After initial refuge [taking disciples who are vessels (of Dharma) under the guidance of a qualified lama should generate the mind aimed at enlightenment, compile the stores (of merit and gnosis) by performing the seven acts of worship, of guru yoga, mandala offerings, prayer, and so on, and clear away the blockage (of previous bad action) by meditation and repetition of the hundred-syllable Vajrasattva mantra. 

It is of utmost importance to persevere in all this for months and even years until the signs of development occur. Even after such signs and indications have occurred, you must still achieve spontaneous concentration by the gradual process of actual realization states based on the store of previously compiled merit.

The achievement of "spontaneous" or "effortless" concentration is not a spontaneous or effortless matter. The process of Quiescene through one-pointed concentration, the prerequisite for the analytic practice aimed at transcendent insight, is a major consuming task.

Mila explains it as follows:(In the practice of quiescence) beginners achieve mental stability by degrees, their stream of thought (at first) breaking through like a mountain cascade, until eventually the mind remains naturally focused wherever it is placed. This is termed "mental stability", and since it is the foundation of the absorption levels (dhyana), there is no advancement without it.


The process advances through seven phases before reaching the level of spontaneous concentration. Advancement involves learning to correct various degrees of antithetical mental functions - particularly "mental sinking" or sluggishness through the mind's tendency to be overtly absorbed in its object, and "excitation" through an over-reactivity or scattering of the attention from the object to other things.

It also involves the suppression of mental discursiveness or thought-flow instigated by the habitual, compulsive tendency to identify and name the objects of experience. To achieve correct concentration, the yogi must develop the antidotes: recollective awareness, which serves to hold attention to the object by "remembering" the situation and instructions for concentration, and critical awareness, which assesses the mental situation at any moment and determines how it might be going astray.


Quiescene involves suppression of thought-flow by concentration, while the complementary process, analytic insight, involves penetration of the though process through the exercise of intellect while in a state of concentrative Quiescene.

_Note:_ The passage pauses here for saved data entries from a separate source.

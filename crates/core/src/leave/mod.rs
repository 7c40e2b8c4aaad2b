//! Leave balance ledger rules.
//!
//! This module implements the leave request state machine and the
//! balance/overlap invariants. Persistence lives in the database crate,
//! which calls into these rules before every mutation.
//!
//! # Modules
//!
//! - `types` - Leave domain types (LeaveType, LeaveStatus, DateRange, LeaveRequest)
//! - `error` - Leave-specific error types
//! - `balance` - Per-type balances and default allowances
//! - `service` - Apply/approve/reject/cancel validation and transitions

pub mod balance;
pub mod error;
pub mod service;
pub mod types;

#[cfg(test)]
mod service_props;

pub use balance::{Allowance, LeaveBalances};
pub use error::LeaveError;
pub use service::{LeaveAction, LeaveService};
pub use types::{DateRange, LeaveRequest, LeaveStatus, LeaveType};
//! Initial database migration.
//!
//! Creates enums, people, leave, attendance, payroll and audit tables.

use sea_orm_migration::prelude::*;

#[derive(DeriveMigrationName)]
pub struct Migration;

#[async_trait::async_trait]
impl MigrationTrait for Migration {
    async fn up(&self, manager: &SchemaManager) -> Result<(), DbErr> {
        let db = manager.get_connection();

        // ============================================================
        // PART 1: ENUMS
        // ============================================================
        db.execute_unprepared(ENUMS_SQL).await?;

        // ============================================================
        // PART 2: PEOPLE
        // ============================================================
        db.execute_unprepared(USERS_SQL).await?;
        db.execute_unprepared(EMPLOYEE_PROFILES_SQL).await?;

        // ============================================================
        // PART 3: LEAVE
        // ============================================================
        db.execute_unprepared(LEAVE_BALANCES_SQL).await?;
        db.execute_unprepared(LEAVE_REQUESTS_SQL).await?;

        // ============================================================
        // PART 4: ATTENDANCE
        // ============================================================
        db.execute_unprepared(ATTENDANCE_SQL).await?;

        // ============================================================
        // PART 5: PAYROLL
        // ============================================================
        db.execute_unprepared(PAYRUNS_SQL).await?;
        db.execute_unprepared(PAYSLIPS_SQL).await?;

        // ============================================================
        // PART 6: AUDIT
        // ============================================================
        db.execute_unprepared(AUDIT_LOGS_SQL).await?;

        // ============================================================
        // PART 7: TRIGGERS
        // ============================================================
        db.execute_unprepared(TRIGGERS_SQL).await?;

        Ok(())
    }

    async fn down(&self, manager: &SchemaManager) -> Result<(), DbErr> {
        let db = manager.get_connection();
        db.execute_unprepared(DROP_ALL_SQL).await?;
        Ok(())
    }
}

// ============================================================
// SQL CONSTANTS
// ============================================================

const ENUMS_SQL: &str = r"
CREATE TYPE user_role AS ENUM ('employee', 'hr', 'payroll', 'admin');
CREATE TYPE leave_type AS ENUM ('SICK', 'CASUAL', 'EARNED', 'UNPAID');
CREATE TYPE leave_status AS ENUM ('PENDING', 'APPROVED', 'REJECTED', 'CANCELLED');
";

const USERS_SQL: &str = r"
CREATE TABLE users (
    id UUID PRIMARY KEY DEFAULT gen_random_uuid(),
    email VARCHAR(255) NOT NULL UNIQUE,
    full_name VARCHAR(255) NOT NULL,
    role user_role NOT NULL DEFAULT 'employee',
    is_active BOOLEAN NOT NULL DEFAULT true,
    created_at TIMESTAMPTZ NOT NULL DEFAULT now(),
    updated_at TIMESTAMPTZ NOT NULL DEFAULT now()
);

-- Payroll eligibility scan
CREATE INDEX idx_users_role_active ON users(role) WHERE is_active;
";

const EMPLOYEE_PROFILES_SQL: &str = r"
CREATE TABLE employee_profiles (
    user_id UUID PRIMARY KEY REFERENCES users(id) ON DELETE CASCADE,
    basic_salary NUMERIC(14, 2),
    created_at TIMESTAMPTZ NOT NULL DEFAULT now(),
    updated_at TIMESTAMPTZ NOT NULL DEFAULT now(),
    CONSTRAINT chk_basic_salary_non_negative CHECK (basic_salary IS NULL OR basic_salary >= 0)
);
";

const LEAVE_BALANCES_SQL: &str = r"
CREATE TABLE leave_balances (
    user_id UUID NOT NULL REFERENCES users(id) ON DELETE CASCADE,
    leave_type leave_type NOT NULL,
    balance INTEGER NOT NULL,
    updated_at TIMESTAMPTZ NOT NULL DEFAULT now(),
    PRIMARY KEY (user_id, leave_type),
    CONSTRAINT chk_balance_non_negative CHECK (balance >= 0),
    CONSTRAINT chk_balance_paid_only CHECK (leave_type <> 'UNPAID')
);
";

const LEAVE_REQUESTS_SQL: &str = r"
CREATE TABLE leave_requests (
    id UUID PRIMARY KEY DEFAULT gen_random_uuid(),
    user_id UUID NOT NULL REFERENCES users(id) ON DELETE CASCADE,
    leave_type leave_type NOT NULL,
    status leave_status NOT NULL DEFAULT 'PENDING',
    start_date DATE NOT NULL,
    end_date DATE NOT NULL,
    reason TEXT,
    computed_days INTEGER NOT NULL,
    approved_by UUID REFERENCES users(id),
    approved_at TIMESTAMPTZ,
    decided_by UUID REFERENCES users(id),
    decision_reason TEXT,
    created_at TIMESTAMPTZ NOT NULL DEFAULT now(),
    updated_at TIMESTAMPTZ NOT NULL DEFAULT now(),
    CONSTRAINT chk_leave_range CHECK (end_date >= start_date),
    CONSTRAINT chk_computed_days CHECK (computed_days = end_date - start_date + 1),
    CONSTRAINT chk_approval_fields CHECK (
        status <> 'APPROVED' OR (approved_by IS NOT NULL AND approved_at IS NOT NULL)
    )
);

-- Listing: own requests newest first
CREATE INDEX idx_leave_requests_user ON leave_requests(user_id, created_at DESC);

-- Overlap and payroll scans only look at approved rows
CREATE INDEX idx_leave_requests_approved ON leave_requests(user_id, start_date, end_date)
    WHERE status = 'APPROVED';
";

const ATTENDANCE_SQL: &str = r"
CREATE TABLE attendance (
    id UUID PRIMARY KEY DEFAULT gen_random_uuid(),
    user_id UUID NOT NULL REFERENCES users(id) ON DELETE CASCADE,
    date DATE NOT NULL,
    check_in TIMESTAMPTZ,
    check_out TIMESTAMPTZ,
    created_at TIMESTAMPTZ NOT NULL DEFAULT now(),
    CONSTRAINT uq_attendance_user_date UNIQUE (user_id, date)
);

CREATE INDEX idx_attendance_date ON attendance(date) WHERE check_in IS NOT NULL;
";

const PAYRUNS_SQL: &str = r"
CREATE TABLE payruns (
    id UUID PRIMARY KEY DEFAULT gen_random_uuid(),
    year INTEGER NOT NULL,
    month INTEGER NOT NULL,
    metadata JSONB NOT NULL DEFAULT '{}'::jsonb,
    created_by UUID NOT NULL REFERENCES users(id),
    created_at TIMESTAMPTZ NOT NULL DEFAULT now(),
    CONSTRAINT uq_payruns_year_month UNIQUE (year, month),
    CONSTRAINT chk_payrun_month CHECK (month BETWEEN 1 AND 12)
);
";

const PAYSLIPS_SQL: &str = r"
CREATE TABLE payslips (
    id UUID PRIMARY KEY DEFAULT gen_random_uuid(),
    payrun_id UUID NOT NULL REFERENCES payruns(id) ON DELETE CASCADE,
    user_id UUID NOT NULL REFERENCES users(id),
    gross NUMERIC(14, 2) NOT NULL,
    net NUMERIC(14, 2) NOT NULL,
    components JSONB NOT NULL DEFAULT '{}'::jsonb,
    created_at TIMESTAMPTZ NOT NULL DEFAULT now(),
    CONSTRAINT uq_payslips_payrun_user UNIQUE (payrun_id, user_id),
    CONSTRAINT chk_payslip_net_range CHECK (net >= 0 AND net <= gross)
);

CREATE INDEX idx_payslips_user ON payslips(user_id, created_at DESC);
";

const AUDIT_LOGS_SQL: &str = r"
CREATE TABLE audit_logs (
    id UUID PRIMARY KEY DEFAULT gen_random_uuid(),
    actor_id UUID NOT NULL,
    action VARCHAR(50) NOT NULL,
    entity VARCHAR(50) NOT NULL,
    entity_id UUID NOT NULL,
    meta JSONB NOT NULL DEFAULT '{}'::jsonb,
    created_at TIMESTAMPTZ NOT NULL DEFAULT now()
);

CREATE INDEX idx_audit_logs_entity ON audit_logs(entity, entity_id);
";

const TRIGGERS_SQL: &str = r"
CREATE OR REPLACE FUNCTION set_updated_at()
RETURNS TRIGGER AS $$
BEGIN
    NEW.updated_at = now();
    RETURN NEW;
END;
$$ LANGUAGE plpgsql;

CREATE TRIGGER trg_users_updated_at BEFORE UPDATE ON users
    FOR EACH ROW EXECUTE FUNCTION set_updated_at();
CREATE TRIGGER trg_employee_profiles_updated_at BEFORE UPDATE ON employee_profiles
    FOR EACH ROW EXECUTE FUNCTION set_updated_at();
CREATE TRIGGER trg_leave_balances_updated_at BEFORE UPDATE ON leave_balances
    FOR EACH ROW EXECUTE FUNCTION set_updated_at();
CREATE TRIGGER trg_leave_requests_updated_at BEFORE UPDATE ON leave_requests
    FOR EACH ROW EXECUTE FUNCTION set_updated_at();
";

const DROP_ALL_SQL: &str = r"
DROP TABLE IF EXISTS audit_logs CASCADE;
DROP TABLE IF EXISTS payslips CASCADE;
DROP TABLE IF EXISTS payruns CASCADE;
DROP TABLE IF EXISTS attendance CASCADE;
DROP TABLE IF EXISTS leave_requests CASCADE;
DROP TABLE IF EXISTS leave_balances CASCADE;
DROP TABLE IF EXISTS employee_profiles CASCADE;
DROP TABLE IF EXISTS users CASCADE;
DROP FUNCTION IF EXISTS set_updated_at() CASCADE;
DROP TYPE IF EXISTS leave_status;
DROP TYPE IF EXISTS leave_type;
DROP TYPE IF EXISTS user_role;
";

The practice of insight is aimed at the experience of transcendent wisdom through investigation of the true condition of persons and things-their egolessness or voidness. 

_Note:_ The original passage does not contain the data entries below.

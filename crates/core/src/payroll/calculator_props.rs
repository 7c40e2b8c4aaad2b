//! Property-based tests for the salary calculator.

use proptest::prelude::*;
use rust_decimal::Decimal;

use super::calculator::{FormulaVersion, PayrollCalculator, PayrollInput, round_money};

fn arb_salary() -> impl Strategy<Value = Decimal> {
    // Up to 10,000,000.00 in cents.
    (0i64..1_000_000_000).prop_map(|cents| Decimal::new(cents, 2))
}

fn arb_score() -> impl Strategy<Value = Decimal> {
    (-50i64..150).prop_map(|tenths| Decimal::new(tenths, 1))
}

fn arb_formula() -> impl Strategy<Value = FormulaVersion> {
    prop_oneof![Just(FormulaVersion::Standard), Just(FormulaVersion::Legacy)]
}

prop_compose! {
    fn arb_input()(
        basic_salary in arb_salary(),
        office_score in arb_score(),
        working_days in 0u32..31,
        present_days in 0u32..35,
        extra_paid_leave_hours in 0u32..400,
        standard_work_hours_per_day in 0u32..13,
        flat in proptest::option::of(0i64..100_000),
    ) -> PayrollInput {
        PayrollInput {
            basic_salary,
            office_score,
            present_days,
            working_days,
            extra_paid_leave_hours,
            standard_work_hours_per_day,
            professional_tax_flat: flat.map(|cents| Decimal::new(cents, 2)),
        }
    }
}

proptest! {
    #[test]
    fn prop_compute_is_deterministic(input in arb_input(), formula in arb_formula()) {
        let first = PayrollCalculator::compute(&input, formula);
        let second = PayrollCalculator::compute(&input.clone(), formula);
        prop_assert_eq!(&first, &second);
        prop_assert_eq!(
            serde_json::to_string(&first).unwrap(),
            serde_json::to_string(&second).unwrap()
        );
    }

    #[test]
    fn prop_net_within_zero_and_gross(input in arb_input(), formula in arb_formula()) {
        let b = PayrollCalculator::compute(&input, formula);
        prop_assert!(b.net >= Decimal::ZERO);
        prop_assert!(b.net <= b.gross);
        prop_assert!(b.net_before_leave_deductions >= b.net);
    }

    #[test]
    fn prop_amounts_have_at_most_two_decimals(input in arb_input(), formula in arb_formula()) {
        let b = PayrollCalculator::compute(&input, formula);
        for amount in [b.gross, b.day_deduction, b.paid_leave_hour_deduction, b.total_deductions, b.net, b.ctc] {
            prop_assert_eq!(round_money(amount), amount);
        }
    }

    #[test]
    fn prop_more_absence_never_raises_net(input in arb_input(), formula in arb_formula()) {
        prop_assume!(input.present_days > 0);
        let fewer = PayrollInput { present_days: input.present_days - 1, ..input.clone() };
        let with_more_absence = PayrollCalculator::compute(&fewer, formula);
        let baseline = PayrollCalculator::compute(&input, formula);
        prop_assert!(with_more_absence.net <= baseline.net);
    }

    #[test]
    fn prop_standard_gross_is_sum_of_components(input in arb_input()) {
        let b = PayrollCalculator::compute(&input, FormulaVersion::Standard);
        prop_assert_eq!(b.gross, b.basic + b.hra + b.bonus);
        prop_assert_eq!(b.ctc, b.gross + b.employer_pf);
    }
}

It begins with learning the facts and teachings and then reflecting on their import in detail and depth. Study was not rejected by Milarepa, only over-interest in books. Real training of the intellect is essential to the process of analytic insight. Mila explains this as follows.

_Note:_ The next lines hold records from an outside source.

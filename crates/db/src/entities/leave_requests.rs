//! `SeaORM` Entity for leave_requests table.

use sea_orm::entity::prelude::*;
use serde::{Deserialize, Serialize};

use super::sea_orm_active_enums::{LeaveStatus, LeaveType};

#[derive(Clone, Debug, PartialEq, DeriveEntityModel, Eq, Serialize, Deserialize)]
#[sea_orm(table_name = "leave_requests")]
pub struct Model {
    #[sea_orm(primary_key, auto_increment = false)]
    pub id: Uuid,
    pub user_id: Uuid,
    pub leave_type: LeaveType,
    pub status: LeaveStatus,
    pub start_date: Date,
    pub end_date: Date,
    pub reason: Option<String>,
    pub computed_days: i32,
    pub approved_by: Option<Uuid>,
    pub approved_at: Option<DateTimeWithTimeZone>,
    pub decided_by: Option<Uuid>,
    pub decision_reason: Option<String>,
    pub created_at: DateTimeWithTimeZone,
    pub updated_at: DateTimeWithTimeZone,
}

#[derive(Copy, Clone, Debug, EnumIter, DeriveRelation)]
pub enum Relation {
    #[sea_orm(
        belongs_to = "super::users::Entity",
        from = "Column::UserId",
        to = "super::users::Column::Id",
        on_delete = "Cascade"
    )]
    Users,
}

impl Related<super::users::Entity> for Entity {
    fn to() -> RelationDef {
        Relation::Users.def()
    }
}

impl ActiveModelBehavior for ActiveModel {}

Analytic meditation that subjects to repeated examination the mistaken assumptions involved in learning and reflecting (on the teachings of) an experienced, skillfull lama concerning the explicit import of the (scriptures), when firmly combined with previously developed Quiescene concentration, is termed focusing meditation. During such an experience the understanding of the actual condition (of things, i.e., their voidness of identity), the explicit goal of such analysis, is termed understanding.

The various mental events and apparitional experiences occurring in the mind equipoised in such correct understanding and firmly based on Quiescene are termed (developmental) experiences. The direct confrontation of the goal, the natural state, supported by these experiences in realization.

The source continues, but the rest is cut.